DATA UNDER STUDY: Begin

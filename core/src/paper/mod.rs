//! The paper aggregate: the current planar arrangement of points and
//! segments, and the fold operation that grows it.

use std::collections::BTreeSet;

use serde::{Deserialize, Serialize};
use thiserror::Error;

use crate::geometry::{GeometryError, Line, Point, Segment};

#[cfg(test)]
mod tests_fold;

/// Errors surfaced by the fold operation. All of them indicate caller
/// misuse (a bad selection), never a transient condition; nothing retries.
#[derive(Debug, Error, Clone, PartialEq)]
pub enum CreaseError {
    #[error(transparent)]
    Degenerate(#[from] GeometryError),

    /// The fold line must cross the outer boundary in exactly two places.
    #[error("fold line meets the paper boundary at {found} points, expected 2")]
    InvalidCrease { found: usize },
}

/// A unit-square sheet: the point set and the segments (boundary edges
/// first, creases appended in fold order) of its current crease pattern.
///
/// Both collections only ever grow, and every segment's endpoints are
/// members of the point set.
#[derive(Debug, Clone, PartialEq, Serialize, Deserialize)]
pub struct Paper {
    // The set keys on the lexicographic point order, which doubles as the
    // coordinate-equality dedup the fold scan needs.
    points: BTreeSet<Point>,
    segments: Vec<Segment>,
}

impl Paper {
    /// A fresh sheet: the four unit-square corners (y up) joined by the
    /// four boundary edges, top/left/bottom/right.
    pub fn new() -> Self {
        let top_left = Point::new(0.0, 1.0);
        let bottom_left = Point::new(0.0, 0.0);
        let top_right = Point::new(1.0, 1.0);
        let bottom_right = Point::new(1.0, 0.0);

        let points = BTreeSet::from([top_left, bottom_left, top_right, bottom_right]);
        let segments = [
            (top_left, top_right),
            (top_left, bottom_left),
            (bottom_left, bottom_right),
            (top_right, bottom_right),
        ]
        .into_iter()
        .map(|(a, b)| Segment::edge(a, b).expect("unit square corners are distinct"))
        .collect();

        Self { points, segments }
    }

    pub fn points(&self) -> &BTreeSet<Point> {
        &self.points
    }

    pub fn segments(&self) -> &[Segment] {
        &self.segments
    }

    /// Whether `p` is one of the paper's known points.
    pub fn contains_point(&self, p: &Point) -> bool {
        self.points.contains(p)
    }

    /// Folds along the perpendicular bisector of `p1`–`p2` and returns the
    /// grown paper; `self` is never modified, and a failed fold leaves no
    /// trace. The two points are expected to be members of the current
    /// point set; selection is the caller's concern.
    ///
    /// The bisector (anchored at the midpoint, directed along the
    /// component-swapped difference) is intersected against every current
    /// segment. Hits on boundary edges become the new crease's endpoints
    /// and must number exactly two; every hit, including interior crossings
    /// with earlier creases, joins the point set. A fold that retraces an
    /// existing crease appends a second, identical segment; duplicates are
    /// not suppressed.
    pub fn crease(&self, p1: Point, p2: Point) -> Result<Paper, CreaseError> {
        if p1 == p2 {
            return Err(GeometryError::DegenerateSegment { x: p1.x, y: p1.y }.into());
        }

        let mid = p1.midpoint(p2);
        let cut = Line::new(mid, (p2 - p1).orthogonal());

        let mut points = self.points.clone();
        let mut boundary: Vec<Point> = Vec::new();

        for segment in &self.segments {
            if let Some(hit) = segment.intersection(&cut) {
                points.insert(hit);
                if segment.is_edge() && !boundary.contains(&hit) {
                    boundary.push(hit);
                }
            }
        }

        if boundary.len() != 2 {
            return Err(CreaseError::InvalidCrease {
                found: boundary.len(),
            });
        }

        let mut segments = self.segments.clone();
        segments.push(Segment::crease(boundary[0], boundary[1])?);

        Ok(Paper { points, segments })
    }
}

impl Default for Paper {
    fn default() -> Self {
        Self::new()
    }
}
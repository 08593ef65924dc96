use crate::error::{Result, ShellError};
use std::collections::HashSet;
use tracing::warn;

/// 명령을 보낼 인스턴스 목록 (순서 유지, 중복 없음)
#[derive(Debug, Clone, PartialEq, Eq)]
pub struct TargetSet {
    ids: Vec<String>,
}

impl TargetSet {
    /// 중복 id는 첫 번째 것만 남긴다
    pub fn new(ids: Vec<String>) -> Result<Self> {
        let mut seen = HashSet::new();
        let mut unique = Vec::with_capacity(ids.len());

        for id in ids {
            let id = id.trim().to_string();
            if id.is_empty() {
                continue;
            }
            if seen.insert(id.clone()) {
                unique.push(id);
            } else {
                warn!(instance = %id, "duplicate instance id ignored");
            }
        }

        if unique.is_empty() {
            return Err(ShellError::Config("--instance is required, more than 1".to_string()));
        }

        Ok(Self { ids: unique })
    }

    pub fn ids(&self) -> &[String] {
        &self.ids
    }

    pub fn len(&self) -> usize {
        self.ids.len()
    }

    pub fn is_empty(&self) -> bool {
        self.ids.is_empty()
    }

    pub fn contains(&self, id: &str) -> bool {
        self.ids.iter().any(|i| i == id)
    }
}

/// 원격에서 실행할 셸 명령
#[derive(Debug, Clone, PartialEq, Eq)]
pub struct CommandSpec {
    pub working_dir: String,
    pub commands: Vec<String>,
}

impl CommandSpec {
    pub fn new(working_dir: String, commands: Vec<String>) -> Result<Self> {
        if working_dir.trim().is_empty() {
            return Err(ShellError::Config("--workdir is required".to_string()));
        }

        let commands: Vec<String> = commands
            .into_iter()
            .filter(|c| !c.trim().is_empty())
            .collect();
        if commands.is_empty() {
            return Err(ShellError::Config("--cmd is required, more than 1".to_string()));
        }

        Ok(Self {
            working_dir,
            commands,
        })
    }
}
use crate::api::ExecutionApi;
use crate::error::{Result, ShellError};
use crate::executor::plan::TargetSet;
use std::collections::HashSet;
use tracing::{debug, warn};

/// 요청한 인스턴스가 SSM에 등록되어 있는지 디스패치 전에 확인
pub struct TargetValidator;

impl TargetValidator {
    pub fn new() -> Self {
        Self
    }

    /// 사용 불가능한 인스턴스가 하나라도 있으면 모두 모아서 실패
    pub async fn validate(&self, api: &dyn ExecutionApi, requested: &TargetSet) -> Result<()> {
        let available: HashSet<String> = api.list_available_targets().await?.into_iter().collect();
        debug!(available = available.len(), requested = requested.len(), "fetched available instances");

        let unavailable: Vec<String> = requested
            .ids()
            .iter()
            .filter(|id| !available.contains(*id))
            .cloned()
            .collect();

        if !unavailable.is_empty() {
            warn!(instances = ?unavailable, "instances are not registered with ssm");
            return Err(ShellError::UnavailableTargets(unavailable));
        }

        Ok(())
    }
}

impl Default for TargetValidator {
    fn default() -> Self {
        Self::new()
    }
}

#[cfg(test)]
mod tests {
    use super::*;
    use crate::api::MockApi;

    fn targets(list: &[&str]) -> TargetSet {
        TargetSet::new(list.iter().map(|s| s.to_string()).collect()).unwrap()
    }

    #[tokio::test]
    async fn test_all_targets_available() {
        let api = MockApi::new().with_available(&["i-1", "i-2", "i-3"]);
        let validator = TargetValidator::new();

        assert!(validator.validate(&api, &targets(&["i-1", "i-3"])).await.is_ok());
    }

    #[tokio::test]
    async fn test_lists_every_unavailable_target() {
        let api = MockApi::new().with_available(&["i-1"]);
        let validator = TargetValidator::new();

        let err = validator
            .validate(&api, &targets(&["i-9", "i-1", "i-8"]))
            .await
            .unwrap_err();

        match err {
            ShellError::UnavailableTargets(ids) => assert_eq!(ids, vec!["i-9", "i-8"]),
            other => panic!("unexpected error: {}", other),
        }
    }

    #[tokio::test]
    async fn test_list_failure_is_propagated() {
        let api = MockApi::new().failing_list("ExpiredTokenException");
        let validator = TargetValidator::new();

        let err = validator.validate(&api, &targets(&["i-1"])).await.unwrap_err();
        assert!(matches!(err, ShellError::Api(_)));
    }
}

DATA UNDER STUDY: End
DATA UNDER STUDY: Begin

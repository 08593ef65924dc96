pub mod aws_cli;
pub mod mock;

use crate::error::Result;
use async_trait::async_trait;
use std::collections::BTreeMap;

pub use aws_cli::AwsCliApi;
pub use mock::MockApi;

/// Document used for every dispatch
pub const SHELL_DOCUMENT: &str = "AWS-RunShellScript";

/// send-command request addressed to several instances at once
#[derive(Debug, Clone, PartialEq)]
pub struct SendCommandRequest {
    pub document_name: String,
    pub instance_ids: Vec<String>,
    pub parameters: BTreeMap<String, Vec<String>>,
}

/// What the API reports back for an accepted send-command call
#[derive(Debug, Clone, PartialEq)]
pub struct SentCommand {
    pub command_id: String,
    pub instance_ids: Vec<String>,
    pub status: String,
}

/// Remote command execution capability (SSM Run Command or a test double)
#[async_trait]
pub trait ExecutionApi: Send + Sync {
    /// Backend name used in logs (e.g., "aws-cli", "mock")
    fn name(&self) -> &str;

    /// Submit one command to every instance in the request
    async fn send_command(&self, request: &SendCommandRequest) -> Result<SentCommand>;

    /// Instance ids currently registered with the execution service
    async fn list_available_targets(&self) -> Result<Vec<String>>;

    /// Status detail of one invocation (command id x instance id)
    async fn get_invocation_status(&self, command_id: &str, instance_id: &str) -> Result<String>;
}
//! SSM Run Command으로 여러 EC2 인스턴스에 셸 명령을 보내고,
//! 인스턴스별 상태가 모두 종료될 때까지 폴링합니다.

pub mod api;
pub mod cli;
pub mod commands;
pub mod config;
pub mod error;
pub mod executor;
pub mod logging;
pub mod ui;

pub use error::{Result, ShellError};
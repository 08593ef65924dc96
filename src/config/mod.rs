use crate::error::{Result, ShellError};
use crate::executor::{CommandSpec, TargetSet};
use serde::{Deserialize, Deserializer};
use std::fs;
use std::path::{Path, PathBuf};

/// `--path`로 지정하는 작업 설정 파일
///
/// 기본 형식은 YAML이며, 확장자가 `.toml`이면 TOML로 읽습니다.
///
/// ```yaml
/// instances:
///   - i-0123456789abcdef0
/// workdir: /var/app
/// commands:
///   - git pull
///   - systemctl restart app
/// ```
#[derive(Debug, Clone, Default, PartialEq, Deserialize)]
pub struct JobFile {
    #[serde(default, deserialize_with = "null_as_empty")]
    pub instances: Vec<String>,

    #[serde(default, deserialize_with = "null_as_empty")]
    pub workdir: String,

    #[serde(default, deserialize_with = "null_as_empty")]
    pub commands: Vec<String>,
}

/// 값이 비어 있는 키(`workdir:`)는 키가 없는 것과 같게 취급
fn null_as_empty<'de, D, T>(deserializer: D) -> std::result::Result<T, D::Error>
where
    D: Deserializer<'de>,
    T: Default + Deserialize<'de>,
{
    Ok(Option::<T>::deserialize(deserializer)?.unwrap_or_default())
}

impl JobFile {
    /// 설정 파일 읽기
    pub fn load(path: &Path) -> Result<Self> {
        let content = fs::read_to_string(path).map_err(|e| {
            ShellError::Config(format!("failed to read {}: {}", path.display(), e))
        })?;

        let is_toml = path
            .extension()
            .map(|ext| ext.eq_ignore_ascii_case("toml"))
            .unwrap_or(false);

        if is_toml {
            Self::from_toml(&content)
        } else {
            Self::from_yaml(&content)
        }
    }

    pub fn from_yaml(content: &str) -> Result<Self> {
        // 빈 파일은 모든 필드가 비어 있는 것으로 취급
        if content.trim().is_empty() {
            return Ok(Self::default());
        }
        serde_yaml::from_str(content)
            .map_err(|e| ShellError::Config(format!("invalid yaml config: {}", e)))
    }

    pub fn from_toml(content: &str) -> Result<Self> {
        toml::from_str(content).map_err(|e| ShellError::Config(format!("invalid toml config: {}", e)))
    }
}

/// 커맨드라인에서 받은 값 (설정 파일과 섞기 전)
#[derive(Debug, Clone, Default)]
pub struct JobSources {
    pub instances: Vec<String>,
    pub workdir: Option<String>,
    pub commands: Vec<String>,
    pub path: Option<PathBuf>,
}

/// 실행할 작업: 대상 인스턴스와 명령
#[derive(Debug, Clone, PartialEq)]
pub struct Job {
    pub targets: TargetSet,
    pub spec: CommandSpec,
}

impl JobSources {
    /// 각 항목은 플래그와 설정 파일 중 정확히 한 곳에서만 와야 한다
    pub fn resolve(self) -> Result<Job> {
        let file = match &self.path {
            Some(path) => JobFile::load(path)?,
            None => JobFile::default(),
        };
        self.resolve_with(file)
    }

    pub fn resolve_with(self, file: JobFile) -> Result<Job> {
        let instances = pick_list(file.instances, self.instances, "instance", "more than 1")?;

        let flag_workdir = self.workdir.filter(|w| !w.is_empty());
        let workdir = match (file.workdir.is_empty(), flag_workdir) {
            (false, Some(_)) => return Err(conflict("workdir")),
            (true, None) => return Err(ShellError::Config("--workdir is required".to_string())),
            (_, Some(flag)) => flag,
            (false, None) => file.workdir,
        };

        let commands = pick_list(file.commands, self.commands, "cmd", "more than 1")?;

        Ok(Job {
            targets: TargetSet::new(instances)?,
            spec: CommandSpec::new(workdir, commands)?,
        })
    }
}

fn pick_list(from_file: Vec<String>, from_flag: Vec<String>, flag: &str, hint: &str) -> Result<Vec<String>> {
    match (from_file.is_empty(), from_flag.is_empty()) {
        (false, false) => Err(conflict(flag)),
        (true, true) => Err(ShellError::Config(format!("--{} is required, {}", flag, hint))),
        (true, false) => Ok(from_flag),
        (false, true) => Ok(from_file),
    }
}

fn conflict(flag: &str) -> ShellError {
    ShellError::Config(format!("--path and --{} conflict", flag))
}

DATA UNDER STUDY: End

The required output is the stretch of entries above from the line containing "filename core/src/paper/mod.rs" through the line containing "mod tests_fold;", reproduced exactly.

filename core/src/paper/mod.rs
//! The paper aggregate: the current planar arrangement of points and
//! segments, and the fold operation that grows it.

use std::collections::BTreeSet;

use serde::{Deserialize, Serialize};
use thiserror::Error;

use crate::geometry::{GeometryError, Line, Point, Segment};

#[cfg(test)]
mod tests_fold;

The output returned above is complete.